I also go to these verses to deal with fear:
I sought the Lord, and He answered me, and delivered me from all my fears.
When the righteous cry for help, the Lord hears, and rescues them from all their troubles. (Psalm 34:17)
The Lord is near to all who call on Him, to all who call on Him in truth. He fulfills the desires of those who fear Him; He hears their cry and saves them. (Psalm 145:18-19)
Trust in the Lord with all your heart and lean not on your own understanding ; in all your ways acknowledge Him, and He will make your paths straight. (Proverbs 3:5-6
These are just a few. I read 100's a day to keep me encouraged. Cast your cares and burdens on Him, and He will give you rest. That is the only way I survive, so maybe this will help you. I, in no way meant to offend you, just was hoping to offer some help and hope. My pregnancy was not planned either, and Its very hard. But I do feel God gave us these babies for a reason, that we do not understand yet. We can't see the bigger picture, but He can. I hope you can concentrate on things that are good and pure. Try not to let your mind drift to bad thoughts. When bad thoughts come my way I say "No devil! You're a liar!" "Greater is He that is in me, than he that is in the world!" And refuse to entertain any thoughts that are contrary to my faith. Anyway, I'm here for you If you need me. *HUGS*
the best they can come up with is because it was an unplanned pregnancy It'll take longer to accept it
I'm sorry what? That's the best they can come up with? Are they doctors or not? I would simply not accept that from my doctor if I confided to him that I was depressed.
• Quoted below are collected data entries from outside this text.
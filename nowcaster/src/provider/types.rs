//! Raster fetch capability and its error type.

use std::sync::Arc;

use thiserror::Error;

use crate::coord::TileAddress;
use crate::raster::RasterImage;

/// Layer id under which base-map tiles are fetched.
pub const BASE_MAP_LAYER: &str = "basemap";

/// Errors that can occur while fetching a raster tile.
#[derive(Debug, Clone, PartialEq, Eq, Error)]
pub enum FetchError {
    /// Transport-level failure (connection, timeout, TLS, ...)
    #[error("HTTP request failed: {0}")]
    Http(String),

    /// Server answered with a non-success status
    #[error("HTTP {status} from {url}")]
    Status { status: u16, url: String },

    /// Server answered with an empty body
    #[error("Empty response body from {url}")]
    EmptyBody { url: String },

    /// Response came from a different endpoint than requested (redirect)
    #[error("Response from unexpected endpoint: requested {requested}, got {responded}")]
    UnexpectedEndpoint { requested: String, responded: String },

    /// Request could not be built (bad method, header or URL)
    #[error("Invalid request: {0}")]
    InvalidRequest(String),

    /// Body is not a decodable image
    #[error("Failed to decode raster from {url}: {reason}")]
    Decode { url: String, reason: String },

    /// No endpoint is registered under this layer id
    #[error("No endpoint configured for layer '{0}'")]
    UnknownLayer(String),
}

/// Obtains decoded rasters for tile addresses.
///
/// `layer` is an opaque key: a qualified layer name (`"<source> - <layer>"`)
/// or [`BASE_MAP_LAYER`]. Implementations must be shareable across the
/// threads that fetch layers in parallel.
pub trait RasterFetcher: Send + Sync {
    /// Fetches and decodes the tile at `tile` for `layer`.
    fn fetch(&self, layer: &str, tile: &TileAddress) -> Result<RasterImage, FetchError>;
}

impl<F: RasterFetcher + ?Sized> RasterFetcher for Arc<F> {
    fn fetch(&self, layer: &str, tile: &TileAddress) -> Result<RasterImage, FetchError> {
        (**self).fetch(layer, tile)
    }
}

impl<F: RasterFetcher + ?Sized> RasterFetcher for &F {
    fn fetch(&self, layer: &str, tile: &TileAddress) -> Result<RasterImage, FetchError> {
        (**self).fetch(layer, tile)
    }
}
//! CLI runner for common setup and operations.
//!
//! Encapsulates configuration loading, logging initialization, service
//! creation and output handling so command handlers stay small.

use std::path::{Path, PathBuf};
use std::sync::Arc;

use serde::Serialize;
use tracing::info;

use nowcaster::config::{config_file_path, ConfigFile};
use nowcaster::coord::GeoPoint;
use nowcaster::logging::{default_log_file, init_logging, LoggingGuard};
use nowcaster::provider::{ReqwestClient, TileServerFetcher};
use nowcaster::radar::RadarService;
use nowcaster::raster::{encode_png, RasterImage};

use crate::error::CliError;

/// Radar service as wired by the CLI.
pub type CliService = RadarService<TileServerFetcher<ReqwestClient>>;

/// Runner that manages CLI lifecycle and common operations.
pub struct CliRunner {
    /// Logging guard - keeps logging active while runner exists
    #[allow(dead_code)]
    logging_guard: LoggingGuard,
    /// Loaded configuration file
    config: ConfigFile,
    /// Path the configuration was read from
    config_path: PathBuf,
}

impl CliRunner {
    /// Create a runner, loading config and initializing logging.
    ///
    /// # Arguments
    ///
    /// * `config_path` - Configuration file; defaults to `~/.nowcaster/config.ini`
    /// * `debug_mode` - Enables debug-level logging regardless of RUST_LOG
    pub fn new(config_path: Option<PathBuf>, debug_mode: bool) -> Result<Self, CliError> {
        let config_path = config_path.unwrap_or_else(config_file_path);
        let config = ConfigFile::load_from(&config_path).map_err(|error| CliError::Config {
            path: config_path.clone(),
            error,
        })?;

        let log_path = &config.logging.file;
        let log_dir = log_path
            .parent()
            .map(Path::to_path_buf)
            .unwrap_or_else(|| PathBuf::from("."));
        let log_file = log_path
            .file_name()
            .map(|s| s.to_string_lossy().to_string())
            .unwrap_or_else(|| default_log_file().to_string());

        // Results go to stdout as JSON; only mirror logs there on an
        // interactive terminal in debug mode
        let stdout_enabled = debug_mode && atty::is(atty::Stream::Stdout);

        let logging_guard = init_logging(&log_dir, &log_file, stdout_enabled, debug_mode)
            .map_err(|e| CliError::LoggingInit(e.to_string()))?;

        Ok(Self {
            logging_guard,
            config,
            config_path,
        })
    }

    /// Get the loaded configuration.
    pub fn config(&self) -> &ConfigFile {
        &self.config
    }

    /// Path the configuration was read from.
    pub fn config_path(&self) -> &Path {
        &self.config_path
    }

    /// Log startup information for a command.
    pub fn log_startup(&self, command: &str) {
        info!("Nowcaster v{}", nowcaster::VERSION);
        info!(
            config = %self.config_path.display(),
            sources = self.config.radar.sources.len(),
            "Nowcaster CLI: {} command",
            command
        );
    }

    /// Create the radar service over HTTP tile servers.
    pub fn create_service(&self) -> Result<CliService, CliError> {
        let client =
            ReqwestClient::with_timeout(self.config.http.timeout).map_err(CliError::HttpClient)?;
        let fetcher = TileServerFetcher::from_config(client, &self.config.radar);
        Ok(RadarService::new(Arc::new(self.config.radar.clone()), fetcher))
    }

    /// Search radius from the CLI, falling back to the configured one.
    pub fn search_radius(&self, cli_radius: Option<u32>) -> u32 {
        cli_radius.unwrap_or(self.config.radar.search_radius)
    }

    /// Print a result as pretty JSON on stdout.
    pub fn print_json<T: Serialize>(&self, value: &T) -> Result<(), CliError> {
        println!("{}", serde_json::to_string_pretty(value)?);
        Ok(())
    }

    /// Encode a preview as PNG and write it to `path`.
    pub fn save_png(&self, path: &Path, image: &RasterImage) -> Result<(), CliError> {
        let data = encode_png(image).map_err(|e| CliError::Encode(e.to_string()))?;

        std::fs::write(path, &data).map_err(|e| CliError::FileWrite {
            path: path.display().to_string(),
            error: e,
        })?;

        info!(
            path = %path.display(),
            width = image.width(),
            height = image.height(),
            bytes = data.len(),
            "Preview saved"
        );
        println!(
            "Saved {}x{} preview to {}",
            image.width(),
            image.height(),
            path.display()
        );
        Ok(())
    }
}

/// Parse CLI latitude/longitude into a point.
pub fn geo_point(lat: f64, lon: f64) -> Result<GeoPoint, CliError> {
    Ok(GeoPoint::new(lat, lon)?)
}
In fact, earlier in my pregnancy I was experiencing some mild depression and was crying ever day. When I told my nurse about it she brought the doctor in to talk to me who insisted I find out if my mother had issues with depression during or post pregnancy and made sure to follow up with me and my next appointment. He thought if I wasn't feeling better by then or if it was getting worse we'd talk about options but my hormones seemed to have balanced out.
My point is if your doctor can't be more helpful you should find another doctor to talk about it with. Just because you are pregnant doesn't mean he should just brush it off as hormones. I would demand your doctor take this seriously, tell him you aren't eating and you are losing weight. He should be concerned about this and the impact it will have on the baby and yourself.
I was so sorry to read about your suffering. I will pray for you. Do you have anyone else you can talk to besides Dh? SOmetimes a deep from the hear pour out can help so much (not at all that I am down playing your feeling depressed) I will pray you feel much relief soon.
__________________ How can there be too many children? That is like saying there are too many flowers. ~ Blessed Mother Teresa
You might need an anti-depressant now I am also shocked your doctor was so dismissive. You are feeling this way due to circumstances but it doesn't have to be this way forever. I'm glad you are talking about it with us but I would say something again to your doctor...you need real help with this, not a brush-off.